§ **Problem to solve**
Could you print every record exactly as it stands?

▶

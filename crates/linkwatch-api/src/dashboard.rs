//! Dashboard view — a periodically rebuilt picture of the monitored fleet.
//!
//! Each refresh re-reads the registry and publishes a new immutable
//! `DashboardView` through a `watch` channel. Readers always see one whole
//! view; a view is never edited in place.

use std::collections::HashMap;
use std::sync::Arc;
use std::time::Duration;

use chrono::{DateTime, Utc};
use serde::Serialize;
use tokio::sync::watch;
use tokio::time::MissedTickBehavior;
use tracing::{debug, info, warn};

use linkwatch_metrics::{aggregate, FleetStats};
use linkwatch_scheduler::ProbeScheduler;
use linkwatch_state::{
    EndpointFilter, EndpointId, EndpointRecord, EndpointRegistry, NetworkEndpoint, RegistryError,
    SnapshotStore,
};

pub const DEFAULT_DASHBOARD_INTERVAL: Duration = Duration::from_secs(30);

#[derive(Debug, Clone, Default, Serialize)]
pub struct DashboardView {
    pub endpoints: Vec<NetworkEndpoint>,
    pub records: HashMap<EndpointId, EndpointRecord>,
    pub stats: FleetStats,
    /// `None` until the first successful refresh.
    pub refreshed_at: Option<DateTime<Utc>>,
}

/// Rebuilds the dashboard view on a fixed interval.
///
/// While the scheduler is running, a changed registry listing is also
/// handed to it so the next pass walks the new list.
pub struct DashboardRefresher {
    registry: Arc<dyn EndpointRegistry>,
    filter: EndpointFilter,
    store: SnapshotStore,
    scheduler: Arc<ProbeScheduler>,
    interval: Duration,
    view: watch::Sender<Arc<DashboardView>>,
}

impl DashboardRefresher {
    pub fn new(
        registry: Arc<dyn EndpointRegistry>,
        filter: EndpointFilter,
        store: SnapshotStore,
        scheduler: Arc<ProbeScheduler>,
    ) -> Self {
        let (view, _) = watch::channel(Arc::new(DashboardView::default()));
        Self {
            registry,
            filter,
            store,
            scheduler,
            interval: DEFAULT_DASHBOARD_INTERVAL,
            view,
        }
    }

    pub fn with_interval(mut self, interval: Duration) -> Self {
        self.interval = interval;
        self
    }

    pub fn subscribe(&self) -> watch::Receiver<Arc<DashboardView>> {
        self.view.subscribe()
    }

    /// Re-read the registry and publish a new view.
    ///
    /// On a registry failure the previous view stays published.
    pub async fn refresh(&self) -> Result<Arc<DashboardView>, RegistryError> {
        let endpoints = self.registry.list_endpoints(&self.filter).await?;
        self.store.register_endpoints(&endpoints);

        if self.scheduler.is_running() && self.scheduler.endpoints().as_slice() != endpoints.as_slice() {
            self.scheduler.replace_endpoints(endpoints.clone());
        }

        let snapshot = self.store.snapshot();
        let records: HashMap<EndpointId, EndpointRecord> = endpoints
            .iter()
            .filter_map(|e| snapshot.get(&e.id).map(|r| (e.id.clone(), r.clone())))
            .collect();
        let stats = aggregate(records.values(), self.scheduler.cycle_count());

        let view = Arc::new(DashboardView {
            endpoints,
            records,
            stats,
            refreshed_at: Some(Utc::now()),
        });
        self.view.send_replace(view.clone());
        debug!(
            endpoints = view.endpoints.len(),
            online = view.stats.online,
            down = view.stats.down(),
            "dashboard view refreshed"
        );
        Ok(view)
    }

    /// Refresh on a fixed cadence until shutdown.
    pub async fn run(&self, mut shutdown: watch::Receiver<bool>) {
        info!(interval_secs = self.interval.as_secs(), "dashboard refresher started");

        let mut ticker = tokio::time::interval(self.interval);
        ticker.set_missed_tick_behavior(MissedTickBehavior::Delay);

        loop {
            tokio::select! {
                _ = ticker.tick() => {
                    if let Err(e) = self.refresh().await {
                        warn!(error = %e, "dashboard refresh failed, keeping previous view");
                    }
                }
                _ = shutdown.changed() => {
                    info!("dashboard refresher shutting down");
                    break;
                }
            }
        }
    }
}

◀

§ **Exercise response**
filename crates/linkwatch-api/src/dashboard.rs
//! Dashboard view — a periodically rebuilt picture of the monitored fleet.
//!
//! Each refresh re-reads the registry and publishes a new immutable
//! `DashboardView` through a `watch` channel. Readers always see one whole
//! view; a view is never edited in place.

use std::collections::HashMap;
use std::sync::Arc;
use std::time::Duration;

use chrono::{DateTime, Utc};
use serde::Serialize;
use tokio::sync::watch;
use tokio::time::MissedTickBehavior;
use tracing::{debug, info, warn};

use linkwatch_metrics::{aggregate, FleetStats};
use linkwatch_scheduler::ProbeScheduler;
use linkwatch_state::{
    EndpointFilter, EndpointId, EndpointRecord, EndpointRegistry, NetworkEndpoint, RegistryError,
    SnapshotStore,
};

pub const DEFAULT_DASHBOARD_INTERVAL: Duration = Duration::from_secs(30);

#[derive(Debug, Clone, Default, Serialize)]
pub struct DashboardView {
    pub endpoints: Vec<NetworkEndpoint>,
    pub records: HashMap<EndpointId, EndpointRecord>,
    pub stats: FleetStats,
    /// `None` until the first successful refresh.
    pub refreshed_at: Option<DateTime<Utc>>,
}

/// Rebuilds the dashboard view on a fixed interval.
///
/// While the scheduler is running, a changed registry listing is also
/// handed to it so the next pass walks the new list.
pub struct DashboardRefresher {
    registry: Arc<dyn EndpointRegistry>,
    filter: EndpointFilter,
    store: SnapshotStore,
    scheduler: Arc<ProbeScheduler>,
    interval: Duration,
    view: watch::Sender<Arc<DashboardView>>,
}

impl DashboardRefresher {
    pub fn new(
        registry: Arc<dyn EndpointRegistry>,
        filter: EndpointFilter,
        store: SnapshotStore,
        scheduler: Arc<ProbeScheduler>,
    ) -> Self {
        let (view, _) = watch::channel(Arc::new(DashboardView::default()));
        Self {
            registry,
            filter,
            store,
            scheduler,
            interval: DEFAULT_DASHBOARD_INTERVAL,
            view,
        }
    }

    pub fn with_interval(mut self, interval: Duration) -> Self {
        self.interval = interval;
        self
    }

    pub fn subscribe(&self) -> watch::Receiver<Arc<DashboardView>> {
        self.view.subscribe()
    }

    /// Re-read the registry and publish a new view.
    ///
    /// On a registry failure the previous view stays published.
    pub async fn refresh(&self) -> Result<Arc<DashboardView>, RegistryError> {
        let endpoints = self.registry.list_endpoints(&self.filter).await?;
        self.store.register_endpoints(&endpoints);

        if self.scheduler.is_running() && self.scheduler.endpoints().as_slice() != endpoints.as_slice() {
            self.scheduler.replace_endpoints(endpoints.clone());
        }

        let snapshot = self.store.snapshot();
        let records: HashMap<EndpointId, EndpointRecord> = endpoints
            .iter()
            .filter_map(|e| snapshot.get(&e.id).map(|r| (e.id.clone(), r.clone())))
            .collect();
        let stats = aggregate(records.values(), self.scheduler.cycle_count());

        let view = Arc::new(DashboardView {
            endpoints,
            records,
            stats,
            refreshed_at: Some(Utc::now()),
        });
        self.view.send_replace(view.clone());
        debug!(
            endpoints = view.endpoints.len(),
            online = view.stats.online,
            down = view.stats.down(),
            "dashboard view refreshed"
        );
        Ok(view)
    }

    /// Refresh on a fixed cadence until shutdown.
    pub async fn run(&self, mut shutdown: watch::Receiver<bool>) {
        info!(interval_secs = self.interval.as_secs(), "dashboard refresher started");

        let mut ticker = tokio::time::interval(self.interval);
        ticker.set_missed_tick_behavior(MissedTickBehavior::Delay);

        loop {
            tokio::select! {
                _ = ticker.tick() => {
                    if let Err(e) = self.refresh().await {
                        warn!(error = %e, "dashboard refresh failed, keeping previous view");
                    }
                }
                _ = shutdown.changed() => {
                    info!("dashboard refresher shutting down");
                    break;
                }
            }
        }
    }
}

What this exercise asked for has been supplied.